• Task requirements: Among the entries below, find every line that has "CoordinatorError" and pull it out.

• Records for processing:
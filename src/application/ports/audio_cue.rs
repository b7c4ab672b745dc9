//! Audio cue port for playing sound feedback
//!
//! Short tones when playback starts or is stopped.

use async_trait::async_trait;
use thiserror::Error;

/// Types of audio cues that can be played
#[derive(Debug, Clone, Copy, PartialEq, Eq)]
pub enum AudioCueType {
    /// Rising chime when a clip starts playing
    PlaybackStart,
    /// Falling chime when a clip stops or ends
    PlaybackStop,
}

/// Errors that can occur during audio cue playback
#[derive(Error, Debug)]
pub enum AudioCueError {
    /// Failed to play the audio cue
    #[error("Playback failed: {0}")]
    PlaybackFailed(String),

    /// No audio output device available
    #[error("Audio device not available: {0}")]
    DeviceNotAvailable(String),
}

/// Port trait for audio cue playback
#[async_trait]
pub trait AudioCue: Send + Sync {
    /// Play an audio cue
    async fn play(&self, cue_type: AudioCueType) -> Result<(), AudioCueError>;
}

* * *

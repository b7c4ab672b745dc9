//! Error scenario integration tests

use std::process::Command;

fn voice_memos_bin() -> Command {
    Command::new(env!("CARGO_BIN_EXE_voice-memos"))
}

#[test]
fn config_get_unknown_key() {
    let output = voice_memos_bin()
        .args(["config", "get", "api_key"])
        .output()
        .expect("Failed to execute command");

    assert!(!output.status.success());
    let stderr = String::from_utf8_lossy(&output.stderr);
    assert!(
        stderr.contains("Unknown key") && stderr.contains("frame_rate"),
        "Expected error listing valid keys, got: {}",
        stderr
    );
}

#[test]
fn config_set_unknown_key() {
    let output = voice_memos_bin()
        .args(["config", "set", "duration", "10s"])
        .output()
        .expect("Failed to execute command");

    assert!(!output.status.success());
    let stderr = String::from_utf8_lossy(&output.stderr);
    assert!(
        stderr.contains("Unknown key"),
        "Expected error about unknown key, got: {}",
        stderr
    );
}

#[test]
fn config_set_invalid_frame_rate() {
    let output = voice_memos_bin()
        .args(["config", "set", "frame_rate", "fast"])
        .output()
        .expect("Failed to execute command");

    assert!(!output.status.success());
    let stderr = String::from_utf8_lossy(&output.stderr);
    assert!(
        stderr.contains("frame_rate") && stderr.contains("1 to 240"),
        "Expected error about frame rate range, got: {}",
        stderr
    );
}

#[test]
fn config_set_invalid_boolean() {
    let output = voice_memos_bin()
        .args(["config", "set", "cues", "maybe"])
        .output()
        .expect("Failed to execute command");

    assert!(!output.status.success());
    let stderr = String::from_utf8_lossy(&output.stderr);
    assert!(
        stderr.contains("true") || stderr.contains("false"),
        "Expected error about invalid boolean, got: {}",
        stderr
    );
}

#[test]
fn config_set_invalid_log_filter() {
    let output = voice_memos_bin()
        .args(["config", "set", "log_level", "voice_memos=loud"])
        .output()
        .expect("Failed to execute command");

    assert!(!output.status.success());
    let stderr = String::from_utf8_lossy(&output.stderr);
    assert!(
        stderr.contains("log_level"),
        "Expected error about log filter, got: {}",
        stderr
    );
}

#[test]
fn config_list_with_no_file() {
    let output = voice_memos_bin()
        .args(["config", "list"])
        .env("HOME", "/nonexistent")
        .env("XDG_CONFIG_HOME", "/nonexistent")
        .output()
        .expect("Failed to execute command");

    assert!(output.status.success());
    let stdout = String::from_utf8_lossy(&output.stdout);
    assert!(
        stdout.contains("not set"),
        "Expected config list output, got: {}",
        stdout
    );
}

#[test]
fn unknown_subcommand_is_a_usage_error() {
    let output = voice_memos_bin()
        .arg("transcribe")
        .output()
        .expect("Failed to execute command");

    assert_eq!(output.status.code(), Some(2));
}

--

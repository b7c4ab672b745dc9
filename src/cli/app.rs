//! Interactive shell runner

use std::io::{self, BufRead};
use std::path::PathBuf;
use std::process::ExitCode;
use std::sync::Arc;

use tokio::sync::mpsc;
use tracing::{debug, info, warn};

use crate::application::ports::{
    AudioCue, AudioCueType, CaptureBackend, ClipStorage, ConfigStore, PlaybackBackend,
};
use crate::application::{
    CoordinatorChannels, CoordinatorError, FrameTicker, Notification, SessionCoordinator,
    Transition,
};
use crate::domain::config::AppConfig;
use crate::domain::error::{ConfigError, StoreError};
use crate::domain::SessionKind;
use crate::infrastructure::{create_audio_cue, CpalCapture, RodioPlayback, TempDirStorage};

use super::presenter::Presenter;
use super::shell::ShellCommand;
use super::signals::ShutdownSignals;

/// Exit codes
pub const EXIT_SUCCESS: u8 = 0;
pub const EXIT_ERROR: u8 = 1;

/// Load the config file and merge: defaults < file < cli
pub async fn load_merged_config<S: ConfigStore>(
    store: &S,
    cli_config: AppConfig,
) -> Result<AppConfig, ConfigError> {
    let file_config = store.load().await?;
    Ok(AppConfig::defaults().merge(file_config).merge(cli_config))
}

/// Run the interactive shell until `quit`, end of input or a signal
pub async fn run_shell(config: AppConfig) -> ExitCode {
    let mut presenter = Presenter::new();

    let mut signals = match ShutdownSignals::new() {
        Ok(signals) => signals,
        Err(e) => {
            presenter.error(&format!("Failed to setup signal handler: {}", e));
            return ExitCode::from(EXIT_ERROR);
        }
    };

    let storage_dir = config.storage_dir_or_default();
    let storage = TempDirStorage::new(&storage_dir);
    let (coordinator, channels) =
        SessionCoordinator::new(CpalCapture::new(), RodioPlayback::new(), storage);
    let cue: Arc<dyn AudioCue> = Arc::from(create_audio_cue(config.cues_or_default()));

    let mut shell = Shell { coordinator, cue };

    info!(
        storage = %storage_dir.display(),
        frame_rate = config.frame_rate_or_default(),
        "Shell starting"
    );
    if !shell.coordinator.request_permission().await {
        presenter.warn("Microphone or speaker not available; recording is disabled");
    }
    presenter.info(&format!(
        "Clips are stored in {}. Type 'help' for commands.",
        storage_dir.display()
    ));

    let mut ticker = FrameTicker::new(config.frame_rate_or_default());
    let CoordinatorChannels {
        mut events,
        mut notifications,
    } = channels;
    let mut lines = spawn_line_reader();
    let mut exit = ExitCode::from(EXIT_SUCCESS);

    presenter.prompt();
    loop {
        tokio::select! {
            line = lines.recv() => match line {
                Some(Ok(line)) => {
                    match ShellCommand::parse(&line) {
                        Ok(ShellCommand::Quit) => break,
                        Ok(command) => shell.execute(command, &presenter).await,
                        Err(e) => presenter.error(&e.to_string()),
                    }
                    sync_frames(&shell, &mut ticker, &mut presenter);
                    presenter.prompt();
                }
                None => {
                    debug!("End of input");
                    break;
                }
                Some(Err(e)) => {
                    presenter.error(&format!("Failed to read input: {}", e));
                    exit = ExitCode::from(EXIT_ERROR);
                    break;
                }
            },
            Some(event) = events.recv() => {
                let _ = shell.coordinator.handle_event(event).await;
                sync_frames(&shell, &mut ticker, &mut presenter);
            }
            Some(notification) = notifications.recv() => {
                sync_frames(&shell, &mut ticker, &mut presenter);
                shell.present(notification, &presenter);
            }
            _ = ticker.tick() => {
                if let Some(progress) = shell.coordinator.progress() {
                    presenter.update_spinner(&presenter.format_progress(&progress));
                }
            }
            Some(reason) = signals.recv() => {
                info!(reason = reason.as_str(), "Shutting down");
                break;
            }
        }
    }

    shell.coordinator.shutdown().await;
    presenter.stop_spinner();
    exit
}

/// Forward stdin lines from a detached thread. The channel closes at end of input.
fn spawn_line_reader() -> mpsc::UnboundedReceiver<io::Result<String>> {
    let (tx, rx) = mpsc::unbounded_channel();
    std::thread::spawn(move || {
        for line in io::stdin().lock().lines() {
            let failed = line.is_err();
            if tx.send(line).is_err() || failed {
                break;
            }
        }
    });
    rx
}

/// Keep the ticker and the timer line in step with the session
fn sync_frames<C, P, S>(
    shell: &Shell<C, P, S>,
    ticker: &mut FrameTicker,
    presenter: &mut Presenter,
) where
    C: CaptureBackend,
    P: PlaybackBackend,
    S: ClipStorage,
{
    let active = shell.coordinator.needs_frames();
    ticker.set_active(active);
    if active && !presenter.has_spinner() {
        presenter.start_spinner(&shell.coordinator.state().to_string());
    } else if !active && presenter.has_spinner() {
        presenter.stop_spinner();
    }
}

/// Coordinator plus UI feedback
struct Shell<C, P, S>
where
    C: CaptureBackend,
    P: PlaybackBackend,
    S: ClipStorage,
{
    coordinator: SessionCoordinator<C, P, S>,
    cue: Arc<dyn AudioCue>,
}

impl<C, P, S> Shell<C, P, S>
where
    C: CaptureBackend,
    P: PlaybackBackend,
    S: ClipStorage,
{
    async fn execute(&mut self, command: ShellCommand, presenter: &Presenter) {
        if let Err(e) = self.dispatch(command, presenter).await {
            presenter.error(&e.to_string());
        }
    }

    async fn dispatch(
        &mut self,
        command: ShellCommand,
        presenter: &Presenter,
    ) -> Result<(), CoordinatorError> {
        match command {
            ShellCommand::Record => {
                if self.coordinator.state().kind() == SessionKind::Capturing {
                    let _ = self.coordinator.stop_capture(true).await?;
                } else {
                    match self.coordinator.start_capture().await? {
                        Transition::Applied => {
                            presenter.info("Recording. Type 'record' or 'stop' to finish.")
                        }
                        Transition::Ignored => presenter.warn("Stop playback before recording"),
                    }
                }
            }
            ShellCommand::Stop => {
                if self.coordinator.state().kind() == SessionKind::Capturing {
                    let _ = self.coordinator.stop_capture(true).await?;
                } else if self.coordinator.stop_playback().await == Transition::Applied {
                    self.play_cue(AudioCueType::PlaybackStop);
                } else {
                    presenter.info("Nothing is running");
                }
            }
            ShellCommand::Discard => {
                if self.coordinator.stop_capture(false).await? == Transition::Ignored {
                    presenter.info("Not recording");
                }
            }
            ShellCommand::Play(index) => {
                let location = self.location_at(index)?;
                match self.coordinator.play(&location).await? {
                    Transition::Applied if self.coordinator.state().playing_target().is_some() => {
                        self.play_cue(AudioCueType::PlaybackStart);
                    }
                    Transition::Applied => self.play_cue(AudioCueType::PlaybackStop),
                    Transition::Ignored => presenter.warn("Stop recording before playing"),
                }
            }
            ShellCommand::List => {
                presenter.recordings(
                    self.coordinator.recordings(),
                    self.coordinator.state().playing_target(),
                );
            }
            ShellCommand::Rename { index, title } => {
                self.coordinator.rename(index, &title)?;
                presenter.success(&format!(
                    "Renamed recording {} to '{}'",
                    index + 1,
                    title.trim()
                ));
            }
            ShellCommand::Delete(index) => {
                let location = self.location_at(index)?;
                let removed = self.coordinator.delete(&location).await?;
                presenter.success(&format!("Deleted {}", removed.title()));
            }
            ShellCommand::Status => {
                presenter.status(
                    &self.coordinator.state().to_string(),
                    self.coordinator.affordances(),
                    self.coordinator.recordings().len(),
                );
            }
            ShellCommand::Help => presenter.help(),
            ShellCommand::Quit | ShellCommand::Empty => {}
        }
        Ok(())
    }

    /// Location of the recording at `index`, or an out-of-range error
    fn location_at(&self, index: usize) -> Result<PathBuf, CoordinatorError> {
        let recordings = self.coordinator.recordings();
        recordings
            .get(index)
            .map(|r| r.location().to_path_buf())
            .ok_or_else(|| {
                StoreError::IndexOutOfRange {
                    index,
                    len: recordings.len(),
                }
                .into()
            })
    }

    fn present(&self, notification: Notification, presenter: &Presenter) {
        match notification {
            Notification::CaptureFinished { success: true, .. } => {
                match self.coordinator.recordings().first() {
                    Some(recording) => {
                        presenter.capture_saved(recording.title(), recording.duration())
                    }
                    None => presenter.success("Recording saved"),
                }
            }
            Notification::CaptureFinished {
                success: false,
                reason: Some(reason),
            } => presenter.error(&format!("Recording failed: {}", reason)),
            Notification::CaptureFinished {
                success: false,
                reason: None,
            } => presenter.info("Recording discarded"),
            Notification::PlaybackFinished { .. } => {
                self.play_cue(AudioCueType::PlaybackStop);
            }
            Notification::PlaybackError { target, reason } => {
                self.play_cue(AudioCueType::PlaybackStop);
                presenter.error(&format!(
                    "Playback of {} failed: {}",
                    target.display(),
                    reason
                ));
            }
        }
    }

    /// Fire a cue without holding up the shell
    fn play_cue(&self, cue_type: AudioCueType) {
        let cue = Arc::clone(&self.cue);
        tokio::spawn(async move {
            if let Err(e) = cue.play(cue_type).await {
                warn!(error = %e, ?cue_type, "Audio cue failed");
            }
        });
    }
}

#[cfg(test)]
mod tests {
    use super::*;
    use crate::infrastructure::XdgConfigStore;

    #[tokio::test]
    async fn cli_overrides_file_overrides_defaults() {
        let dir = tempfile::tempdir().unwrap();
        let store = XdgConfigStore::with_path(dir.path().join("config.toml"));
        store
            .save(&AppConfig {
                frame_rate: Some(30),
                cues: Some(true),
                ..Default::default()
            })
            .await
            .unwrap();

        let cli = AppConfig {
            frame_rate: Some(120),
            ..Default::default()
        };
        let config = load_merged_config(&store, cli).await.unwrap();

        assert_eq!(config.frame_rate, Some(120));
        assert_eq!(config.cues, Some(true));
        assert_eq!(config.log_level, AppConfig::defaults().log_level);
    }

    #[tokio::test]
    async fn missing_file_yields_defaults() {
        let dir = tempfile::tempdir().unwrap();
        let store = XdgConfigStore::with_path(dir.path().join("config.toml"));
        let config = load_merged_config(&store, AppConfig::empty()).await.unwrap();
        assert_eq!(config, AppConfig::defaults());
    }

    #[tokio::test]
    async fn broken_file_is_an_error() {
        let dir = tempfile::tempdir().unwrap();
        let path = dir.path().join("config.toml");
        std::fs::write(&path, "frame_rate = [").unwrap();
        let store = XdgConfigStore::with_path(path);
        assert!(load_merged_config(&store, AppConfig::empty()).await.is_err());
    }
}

• Reply to the exercise:
    CoordinatorChannels, CoordinatorError, FrameTicker, Notification, SessionCoordinator,
    ) -> Result<(), CoordinatorError> {
    fn location_at(&self, index: usize) -> Result<PathBuf, CoordinatorError> {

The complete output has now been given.